In Marburg sind bisher rund
hundert Familien mit mindestens
zwei übergewichtigen Kindern untersucht worden. Als Geschwister
teilen sie 50 Prozent des Erbmaterials miteinander. Tauchen bestimmte Chromosomenabschnitte, die mit
den Mikrosatelliten erkannt werden, häufiger als in 50 Prozent der
Fälle bei beiden Geschwistern auf,
liegt der Verdacht nahe, dass in der
Nähe dieser Orientierungsmarken
die gesuchten Erbanlagen für Übergewicht zu finden sein müssen. In
der Sprache der Genetiker „koppeln“ diese Abschnitte miteinander.

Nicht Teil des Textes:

impl ConstraintSet {
    /// Builds the configured set. `route_overlap` cannot be disabled; the
    /// other constraints follow their `_enabled` keys with the documented
    /// defaults.
    pub fn from_params(params: &SiteParams) -> Self {
        let mut hard = Vec::new();
        let mut soft = Vec::new();

        let cc = params.constraint_config("energy_feasibility");
        if cc.enabled.unwrap_or(true) {
            hard.push(Constraint::EnergyFeasibility {
                safety_margin_kwh: cc.f64_or("safety_margin_kwh", 5.0),
                allow_dc_charging: cc.bool_or("allow_dc_charging", true),
                penalty: cc.penalty.unwrap_or(-20.0),
            });
        }

        let cc = params.constraint_config("turnaround_time_strict");
        if cc.enabled.unwrap_or(true) {
            hard.push(Constraint::TurnaroundStrict {
                minimum_minutes: cc.i64_or("minimum_minutes", 45),
                penalty: cc.penalty.unwrap_or(-22.0),
            });
        }

        let cc = params.constraint_config("shift_hours_strict");
        if cc.enabled.unwrap_or(false) {
            let method = match cc.text("calculation_method") {
                Some("cumulative") => ShiftCalculation::Cumulative,
                _ => ShiftCalculation::FirstToLast,
            };
            hard.push(Constraint::ShiftHours {
                max_hours: cc.f64_or("max_hours", 7.5),
                method,
                pre_shift_buffer_hours: cc.f64_or("pre_shift_buffer_hours", 0.0),
                post_shift_buffer_hours: cc.f64_or("post_shift_buffer_hours", 0.0),
                penalty: cc.penalty.unwrap_or(-20.0),
            });
        }

        let cc = params.constraint_config("minimum_soonness");
        if cc.enabled.unwrap_or(true) {
            hard.push(Constraint::MinimumSoonness {
                hours: cc.f64_or("hours", 0.75),
                penalty: cc.penalty.unwrap_or(-20.0),
            });
        }

        let cc = params.constraint_config("route_overlap");
        if cc.enabled == Some(false) {
            tracing::warn!("route_overlap cannot be disabled; keeping it on");
        }
        hard.push(Constraint::RouteOverlap {
            penalty: cc.penalty.unwrap_or(-20.0),
        });

        let cc = params.constraint_config("turnaround_time_preferred");
        if cc.enabled.unwrap_or(true) {
            soft.push(Constraint::TurnaroundPreferred {
                standard_minutes: cc.i64_or("standard_minutes", 75),
                optimal_minutes: cc.i64_or("optimal_minutes", 90),
                penalty_standard: cc.f64_or("penalty_standard", -2.0),
                penalty_optimal: cc.f64_or("penalty_optimal", -1.0),
            });
        }

        let cc = params.constraint_config("charger_preference");
        if cc.enabled.unwrap_or(false) {
            let mut scores = BTreeMap::new();
            if let Some(map) = cc.object("map") {
                for (charger, value) in map {
                    match value {
                        serde_json::Value::Number(n) => {
                            if let Some(score) = n.as_f64() {
                                scores.insert(charger.clone(), ChargerScore::Score(score));
                            }
                        }
                        serde_json::Value::String(s) if s == "DISC" => {
                            scores.insert(charger.clone(), ChargerScore::Disconnected);
                        }
                        other => {
                            tracing::warn!(charger = charger.as_str(), ?other, "unusable charger preference entry");
                        }
                    }
                }
            }
            let apply_to = match cc.text("apply_to_position") {
                Some("all") => ApplyTo::All,
                Some("longest") => ApplyTo::Longest,
                _ => ApplyTo::First,
            };
            soft.push(Constraint::ChargerPreference {
                scores,
                window_start_hour: cc.i64_or("time_window_start_hours", 0).clamp(0, 24) as u32,
                window_end_hour: cc.i64_or("time_window_end_hours", 24).clamp(0, 24) as u32,
                apply_to,
            });
        }

        let cc = params.constraint_config("swap_minimization");
        if cc.enabled.unwrap_or(false) {
            soft.push(Constraint::SwapMinimization {
                bonus_weight: cc.f64_or("bonus_weight", 0.5),
                lookback_hours: cc.i64_or("lookback_hours", 24),
            });
        }

        let cc = params.constraint_config("energy_optimization");
        if cc.enabled.unwrap_or(false) {
            let margin_thresholds: Vec<f64> = cc
                .array("margin_thresholds")
                .map(|items| items.iter().filter_map(|v| v.as_f64()).collect())
                .unwrap_or_default();
            let scores: Vec<f64> = cc
                .array("scores")
                .map(|items| items.iter().filter_map(|v| v.as_f64()).collect())
                .unwrap_or_default();
            if margin_thresholds.len() == scores.len() && !margin_thresholds.is_empty() {
                soft.push(Constraint::EnergyOptimization {
                    margin_thresholds,
                    scores,
                });
            } else {
                tracing::warn!("energy_optimization thresholds and scores do not line up; skipping");
            }
        }

        Self { hard, soft }
    }

    pub fn energy_rule(&self) -> Option<EnergyRule> {
        self.hard.iter().find_map(|c| match c {
            Constraint::EnergyFeasibility {
                safety_margin_kwh,
                allow_dc_charging,
                ..
            } => Some(EnergyRule {
                safety_margin_kwh: *safety_margin_kwh,
                allow_dc_charging: *allow_dc_charging,
            }),
            _ => None,
        })
    }

    pub fn strict_turnaround(&self) -> Option<Duration> {
        self.hard.iter().find_map(|c| match c {
            Constraint::TurnaroundStrict { minimum_minutes, .. } => {
                Some(Duration::minutes(*minimum_minutes))
            }
            _ => None,
        })
    }

    pub fn min_start_lead(&self) -> Option<Duration> {
        self.hard.iter().find_map(|c| match c {
            Constraint::MinimumSoonness { hours, .. } => {
                Some(Duration::seconds((hours * 3600.0) as i64))
            }
            _ => None,
        })
    }

    pub fn swap_lookback(&self) -> Option<Duration> {
        self.soft.iter().find_map(|c| match c {
            Constraint::SwapMinimization { lookback_hours, .. } => {
                Some(Duration::hours(*lookback_hours))
            }
            _ => None,
        })
    }

    /// The gap the enumerator must leave between consecutive routes:
    /// the strict minimum or the configured buffer, whichever is larger.
    pub fn turnaround(&self, cfg: &SiteConfig) -> Duration {
        let buffer = Duration::minutes(cfg.route_sequence_buffer_minutes.max(0));
        self.strict_turnaround().map(|s| s.max(buffer)).unwrap_or(buffer)
    }

    pub fn enumeration_limits(&self, cfg: &SiteConfig) -> EnumerationLimits {
        EnumerationLimits {
            max_len: cfg.max_routes_per_vehicle_in_window,
            turnaround: self.turnaround(cfg),
            min_start_lead: self.min_start_lead(),
            energy: self.energy_rule(),
        }
    }

    pub fn evaluate(
        &self,
        ctx: &EvalContext<'_>,
        vehicle: &Vehicle,
        avail: &VehicleAvailability,
        routes: &[&Route],
    ) -> SequenceEvaluation {
        let mut tags = Vec::new();
        for constraint in &self.hard {
            let (violated, delta) = hard_outcome(constraint, ctx, vehicle, avail, routes);
            if violated {
                tags.push(format!("hard violation: {}", constraint.name()));
                return SequenceEvaluation {
                    feasible: false,
                    score: delta,
                    tags,
                };
            }
        }

        let mut score = 0.0;
        for constraint in &self.soft {
            score += soft_delta(constraint, ctx, vehicle, avail, routes, &mut tags);
        }
        SequenceEvaluation {
            feasible: true,
            score,
            tags,
        }
    }
}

Allerdings können die verdächtigen
Regionen durchaus noch bis zu 300
Gene umfassen. Weltweit sind
bislang schon zahlreiche derartige
Regionen identifiziert worden. Die
in dem Forschungsverbund zusammengeschlossenen Gruppen (Jena,
Bad Nauheim, Heidelberg, Ulm)
werden in den nächsten Jahren versuchen, die in diesen Regionen liegenden Erbanlagen zu identifizieren.
Es scheint also nicht das „Übergewichts-Gen“ zu geben, sondern es
gibt eine Vielzahl von Erbanlagen,
die Fettleibigkeit auslösen können.
Damit Übergewicht entstehen kann,
müssen in aller Regel mehrere derartige Erbanlagen vorhanden sein.
Kennt man erst mal die Gene, so
lässt sich die Biochemie der Entstehung von Übergewicht viel leichter
durchschauen. Vielleicht findet sich
so auch ein Ansatzpunkt, um Medikamente gegen Fettleibigkeit zu entwickeln.